Practice/Amazon/Design a URL Shortener
Design a URL Shortener
System DesignMust
Problem Statement
Design a URL shortening service similar to TinyURL or Bitly that allows users to convert long URLs into short, shareable links, tracks click analytics, and manages link lifecycle. Users paste a long URL, receive a compact code like https://sho.rt/Ab3Cd, and anyone visiting that short link is redirected to the original address.
Interviewers ask this because it looks simple but exercises core distributed systems skills: globally unique ID generation without collisions, extreme read scaling (redirects dominate), low latency at the edge, write-heavy analytics capture, abuse prevention, and solid data modeling. It is a perfect canvas to see if you can define crisp requirements, estimate scale, choose the right storage and caching strategy, and make pragmatic tradeoffs around availability, consistency, and cost.
Key Requirements
Functional
- Link creation -- users submit a long URL and receive a unique short code; optionally specify a custom alias
- Redirect -- visiting a short URL redirects the user to the original long URL with low latency
- Link management -- authenticated users can view, disable, delete, or update their links via a dashboard
- Click analytics -- users can see basic analytics for each link including total clicks, time series, referrers, and geography
Non-Functional
- Scalability -- handle billions of stored links, 100K+ redirects per second, and thousands of link creations per second
- Reliability -- maintain 99.99% availability for redirects; analytics ingestion tolerates brief delays but no data loss
- Latency -- serve redirects in under 10ms from cache, under 50ms from database; link creation under 200ms
- Consistency -- strong consistency for link creation (no duplicate codes); eventual consistency acceptable for analytics
What Interviewers Focus On
Based on real interview experiences, these are the areas interviewers probe most deeply:
1. Short Code Generation and Uniqueness
Generating short, unique codes at scale without collisions or hotspots is the foundational design decision. Interviewers test whether you understand the tradeoffs between different ID generation strategies.
Hints to consider:
- Use base-62 encoding of a 64-bit ID to produce compact codes (6-7 characters for billions of links)

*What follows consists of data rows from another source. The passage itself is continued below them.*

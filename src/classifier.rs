// =============================================================================
// classifier.rs — THE RELEVANCE ORACLE
// =============================================================================
//
// This module answers the only editorial question the monitor ever asks:
// "is this movement a legally significant event, or just the docket
// clearing its throat?" The answer comes from a fixed six-word vocabulary,
// matched case-insensitively and diacritic-insensitively, because court
// clerks type SENTENÇA, Sentenca, and sentença with equal conviction.
//
// Machinery, in order of engagement:
//
// 1. Diacritic folding + lowercasing, so "Decisão" and "DECISAO" land on
//    the same bytes.
// 2. A memchr SIMD pre-filter — if none of the keyword stems appear,
//    the movement is generic and we never start the automaton.
// 3. An Aho-Corasick automaton that matches all six keywords in a single
//    pass. Antivirus-grade technology, deployed against despachos.
//
// One structural quirk to respect: the type is the FIRST matching keyword
// in vocabulary order, and relevance is "any keyword matched". Both checks
// walk the same list, so a movement typed `Andamento` is by definition
// not relevant. Downstream code leans on that.
// =============================================================================

use aho_corasick::AhoCorasick;
use std::sync::LazyLock;

use crate::models::MovementType;

/// The relevance vocabulary, in priority order. The first entry whose
/// keyword appears in the (normalized) text names the movement type.
///
/// Note the shadowing: "decisao" is a prefix of "decisao interlocutoria",
/// and "decisao" outranks it, so the interlocutória variant can only be
/// assigned through vocabulary reordering. Long-standing behavior; keep
/// the entry and the order as-is.
const VOCABULARY: &[(&str, MovementType)] = &[
    ("sentenca", MovementType::Sentenca),
    ("decisao", MovementType::Decisao),
    ("decisao interlocutoria", MovementType::DecisaoInterlocutoria),
    ("despacho", MovementType::Despacho),
    ("publicacao", MovementType::Publicacao),
    ("intimacao", MovementType::Intimacao),
];

/// The automaton over the normalized vocabulary. Built once, used forever.
/// Pattern ids line up with VOCABULARY indices, which is exactly what the
/// priority rule needs.
static VOCABULARY_AUTOMATON: LazyLock<AhoCorasick> = LazyLock::new(|| {
    AhoCorasick::new(VOCABULARY.iter().map(|(kw, _)| *kw))
        .expect("vocabulary automaton must build — the keywords are fixed literals")
});

/// What the oracle says about one movement's text.
#[derive(Debug, Clone, Copy, PartialEq, Eq)]
pub struct Classification {
    pub movement_type: MovementType,
    pub is_relevant: bool,
}

/// Classify a movement's free text.
///
/// Returns the first matching keyword's type (vocabulary order) and
/// whether anything matched at all. No match means
/// (`Andamento`, not relevant) — always both, never one.
pub fn classify(text: &str) -> Classification {
    let normalized = normalize(text);

    // The "should I even bother?" check. If none of the keyword stems are
    // present, the automaton has nothing to find.
    if !quick_keyword_check(&normalized) {
        return Classification {
            movement_type: MovementType::Andamento,
            is_relevant: false,
        };
    }

    // Single pass over the text, all keywords at once. We keep the lowest
    // pattern id seen: pattern ids are vocabulary indices, so lowest id
    // equals highest priority.
    let best = VOCABULARY_AUTOMATON
        .find_iter(&normalized)
        .map(|m| m.pattern().as_usize())
        .min();

    match best {
        Some(idx) => Classification {
            movement_type: VOCABULARY[idx].1,
            is_relevant: true,
        },
        None => Classification {
            movement_type: MovementType::Andamento,
            is_relevant: false,
        },
    }
}

/// Lowercase and fold diacritics down to ASCII. Covers the Latin-1 range
/// Brazilian court text actually uses; anything more exotic passes through
/// unchanged and simply won't match the vocabulary.
fn normalize(text: &str) -> String {
    text.to_lowercase().chars().map(fold_diacritic).collect()
}

fn fold_diacritic(c: char) -> char {
    match c {
        'á' | 'à' | 'â' | 'ã' | 'ä' => 'a',
        'é' | 'è' | 'ê' | 'ë' => 'e',
        'í' | 'ì' | 'î' | 'ï' => 'i',
        'ó' | 'ò' | 'ô' | 'õ' | 'ö' => 'o',
        'ú' | 'ù' | 'û' | 'ü' => 'u',
        'ç' => 'c',
        'ñ' => 'n',
        other => other,
    }
}

/// SIMD-accelerated pre-filter over already-normalized text. The stems
/// below cover every vocabulary entry; if none appear, a full scan cannot
/// match either.
fn quick_keyword_check(normalized: &str) -> bool {
    let bytes = normalized.as_bytes();
    memchr::memmem::find(bytes, b"sentenc").is_some()
        || memchr::memmem::find(bytes, b"decis").is_some()
        || memchr::memmem::find(bytes, b"despach").is_some()
        || memchr::memmem::find(bytes, b"publicac").is_some()
        || memchr::memmem::find(bytes, b"intimac").is_some()
}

- Generate IDs using a distributed ID service (Snowflake-style), pre-allocated ranges per server, or random generation with collision checking
- Avoid single auto-increment counters that create contention and single points of failure
- Support custom aliases by checking uniqueness at creation time with a conditional write
2. Read-Heavy Redirect Scaling
Redirect traffic is overwhelmingly read-heavy, often 100-1000x the write rate. Meeting global low-latency SLAs requires aggressive caching and edge serving.
Hints to consider:
- Cache short-code-to-URL mappings in Redis with long TTLs (links rarely change) for sub-millisecond lookups
- Deploy Redis or cache layers in multiple regions to minimize redirect latency globally
- Use CDN or edge compute for static redirects of popular links to reduce load on origin servers
- Implement negative caching for invalid short codes to prevent repeated database lookups
3. Analytics Capture Without Impacting Redirect Latency
Logging click data on the redirect path must not slow down the user experience. Interviewers want to see how you decouple analytics from the critical path.
Hints to consider:
- Capture click events asynchronously by publishing to Kafka from the redirect handler, never blocking the response
- Include metadata (timestamp, referrer, user agent, IP-based geo) in the click event for downstream processing
- Use stream processing to aggregate click data into time-bucketed summaries for dashboard queries
- Store raw events in a data warehouse for ad-hoc analysis and pre-aggregated summaries in a fast store for dashboards
4. Abuse Prevention and Link Management
URL shorteners are targets for spam, phishing, and link manipulation. Interviewers want to see defensive design patterns.
Hints to consider:
- Rate-limit link creation per IP and per authenticated user to prevent mass link generation
- Scan destination URLs against blocklists and safe-browsing APIs before creating short links
- Support link expiration with TTLs and explicit disabling by owners
- Implement abuse reporting that can flag and disable malicious links quickly
Suggested Approach
Step 1: Clarify Requirements
Start by confirming the scale and scope. Ask about expected link volume (how many total links, creation rate, redirect rate), whether custom aliases are required, link expiration policies, and analytics depth. Clarify geographic distribution: is this a single-region service or global? Determine whether authenticated user accounts are required or anonymous creation is supported. Establish latency targets for redirects versus creation versus analytics queries.